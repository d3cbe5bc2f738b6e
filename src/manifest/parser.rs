//! Manifest document format
//!
//! ```text
//! [config]
//! namespace = dev
//! inputs = user
//!     token?
//!
//! [checkout]
//! formula = git
//! url = https://example.com/%(config:user)s/dotfiles.git
//! ```
//!
//! - `[name]` opens a section; section names keep their case
//! - `key = value` or `key: value`; keys are lower-cased
//! - indented lines continue the previous value
//! - lines starting with `#` or `;` are comments

use indexmap::IndexMap;

use crate::error::{self, Result};

/// Key/value pairs of one section in declaration order
pub type Section = IndexMap<String, String>;

/// All sections of a document in declaration order
pub type Sections = IndexMap<String, Section>;

/// Parse manifest text into sections
///
/// # Errors
///
/// Returns `ManifestParse` with the offending line number for keys outside a
/// section, duplicate sections or keys, and lines without a separator.
pub fn parse(text: &str, source_name: &str) -> Result<Sections> {
    let mut sections = Sections::new();
    let mut current: Option<String> = None;
    let mut last_key: Option<String> = None;
    let mut pending_blank = 0usize;

    for (idx, line) in text.lines().enumerate() {
        let line_no = idx + 1;
        let trimmed = line.trim();

        if trimmed.is_empty() {
            if last_key.is_some() {
                pending_blank += 1;
            }
            continue;
        }
        if trimmed.starts_with('#') || trimmed.starts_with(';') {
            continue;
        }

        let indented = line.starts_with(char::is_whitespace);
        if indented {
            if let (Some(section), Some(key)) = (&current, &last_key) {
                if let Some(value) = sections.get_mut(section).and_then(|s| s.get_mut(key)) {
                    for _ in 0..pending_blank {
                        value.push('\n');
                    }
                    if !value.is_empty() || pending_blank > 0 {
                        value.push('\n');
                    }
                    value.push_str(trimmed);
                }
                pending_blank = 0;
                continue;
            }
        }
        pending_blank = 0;

        if let Some(header) = trimmed.strip_prefix('[') {
            let Some(name) = header.strip_suffix(']') else {
                return Err(error::manifest::parse_failed(
                    source_name,
                    line_no,
                    "unterminated section header",
                ));
            };
            let name = name.trim().to_string();
            if sections.contains_key(&name) {
                return Err(error::manifest::parse_failed(
                    source_name,
                    line_no,
                    format!("section [{name}] already exists"),
                ));
            }
            sections.insert(name.clone(), Section::new());
            current = Some(name);
            last_key = None;
            continue;
        }

        let Some(section) = current.as_ref() else {
            return Err(error::manifest::parse_failed(
                source_name,
                line_no,
                "key found before any [section] header",
            ));
        };

        let Some(sep) = trimmed.find(['=', ':']) else {
            return Err(error::manifest::parse_failed(
                source_name,
                line_no,
                format!("expected `key = value`, found `{trimmed}`"),
            ));
        };
        let key = trimmed[..sep].trim().to_lowercase();
        let value = trimmed[sep + 1..].trim().to_string();

        let entries = sections.entry(section.clone()).or_default();
        if entries.contains_key(&key) {
            return Err(error::manifest::parse_failed(
                source_name,
                line_no,
                format!("key '{key}' already exists in [{section}]"),
            ));
        }
        entries.insert(key.clone(), value);
        last_key = Some(key);
    }

    Ok(sections)
}

/// Render sections back into manifest text
///
/// Multi-line values are written as tab-indented continuation lines.
pub fn render(sections: &Sections) -> String {
    let mut out = String::new();
    for (name, entries) in sections {
        if !out.is_empty() {
            out.push('\n');
        }
        out.push_str(&format!("[{name}]\n"));
        for (key, value) in entries {
            let mut lines = value.split('\n');
            let first = lines.next().unwrap_or_default();
            out.push_str(&format!("{key} = {first}\n"));
            for line in lines {
                if line.is_empty() {
                    out.push('\n');
                } else {
                    out.push('\t');
                    out.push_str(line);
                    out.push('\n');
                }
            }
        }
    }
    out
}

> [What you have to do] The expected response is the full set of records, reproduced exactly.

> [Written solution]
repository d3cbe5bc2f738b6e
filename src/manifest/parser.rs
//! Manifest document format
//!
//! ```text
//! [config]
//! namespace = dev
//! inputs = user
//!     token?
//!
//! [checkout]
//! formula = git
//! url = https://example.com/%(config:user)s/dotfiles.git
//! ```
//!
//! - `[name]` opens a section; section names keep their case
//! - `key = value` or `key: value`; keys are lower-cased
//! - indented lines continue the previous value
//! - lines starting with `#` or `;` are comments

use indexmap::IndexMap;

use crate::error::{self, Result};

/// Key/value pairs of one section in declaration order
pub type Section = IndexMap<String, String>;

/// All sections of a document in declaration order
pub type Sections = IndexMap<String, Section>;

/// Parse manifest text into sections
///
/// # Errors
///
/// Returns `ManifestParse` with the offending line number for keys outside a
/// section, duplicate sections or keys, and lines without a separator.
pub fn parse(text: &str, source_name: &str) -> Result<Sections> {
    let mut sections = Sections::new();
    let mut current: Option<String> = None;
    let mut last_key: Option<String> = None;
    let mut pending_blank = 0usize;

    for (idx, line) in text.lines().enumerate() {
        let line_no = idx + 1;
        let trimmed = line.trim();

        if trimmed.is_empty() {
            if last_key.is_some() {
                pending_blank += 1;
            }
            continue;
        }
        if trimmed.starts_with('#') || trimmed.starts_with(';') {
            continue;
        }

        let indented = line.starts_with(char::is_whitespace);
        if indented {
            if let (Some(section), Some(key)) = (&current, &last_key) {
                if let Some(value) = sections.get_mut(section).and_then(|s| s.get_mut(key)) {
                    for _ in 0..pending_blank {
                        value.push('\n');
                    }
                    if !value.is_empty() || pending_blank > 0 {
                        value.push('\n');
                    }
                    value.push_str(trimmed);
                }
                pending_blank = 0;
                continue;
            }
        }
        pending_blank = 0;

        if let Some(header) = trimmed.strip_prefix('[') {
            let Some(name) = header.strip_suffix(']') else {
                return Err(error::manifest::parse_failed(
                    source_name,
                    line_no,
                    "unterminated section header",
                ));
            };
            let name = name.trim().to_string();
            if sections.contains_key(&name) {
                return Err(error::manifest::parse_failed(
                    source_name,
                    line_no,
                    format!("section [{name}] already exists"),
                ));
            }
            sections.insert(name.clone(), Section::new());
            current = Some(name);
            last_key = None;
            continue;
        }

        let Some(section) = current.as_ref() else {
            return Err(error::manifest::parse_failed(
                source_name,
                line_no,
                "key found before any [section] header",
            ));
        };

        let Some(sep) = trimmed.find(['=', ':']) else {
            return Err(error::manifest::parse_failed(
                source_name,
                line_no,
                format!("expected `key = value`, found `{trimmed}`"),
            ));
        };
        let key = trimmed[..sep].trim().to_lowercase();
        let value = trimmed[sep + 1..].trim().to_string();

        let entries = sections.entry(section.clone()).or_default();
        if entries.contains_key(&key) {
            return Err(error::manifest::parse_failed(
                source_name,
                line_no,
                format!("key '{key}' already exists in [{section}]"),
            ));
        }
        entries.insert(key.clone(), value);
        last_key = Some(key);
    }

    Ok(sections)
}

/// Render sections back into manifest text
///
/// Multi-line values are written as tab-indented continuation lines.
pub fn render(sections: &Sections) -> String {
    let mut out = String::new();
    for (name, entries) in sections {
        if !out.is_empty() {
            out.push('\n');
        }
        out.push_str(&format!("[{name}]\n"));
        for (key, value) in entries {
            let mut lines = value.split('\n');
            let first = lines.next().unwrap_or_default();
            out.push_str(&format!("{key} = {first}\n"));
            for line in lines {
                if line.is_empty() {
                    out.push('\n');
                } else {
                    out.push('\t');
                    out.push_str(line);
                    out.push('\n');
                }
            }
        }
    }
    out
}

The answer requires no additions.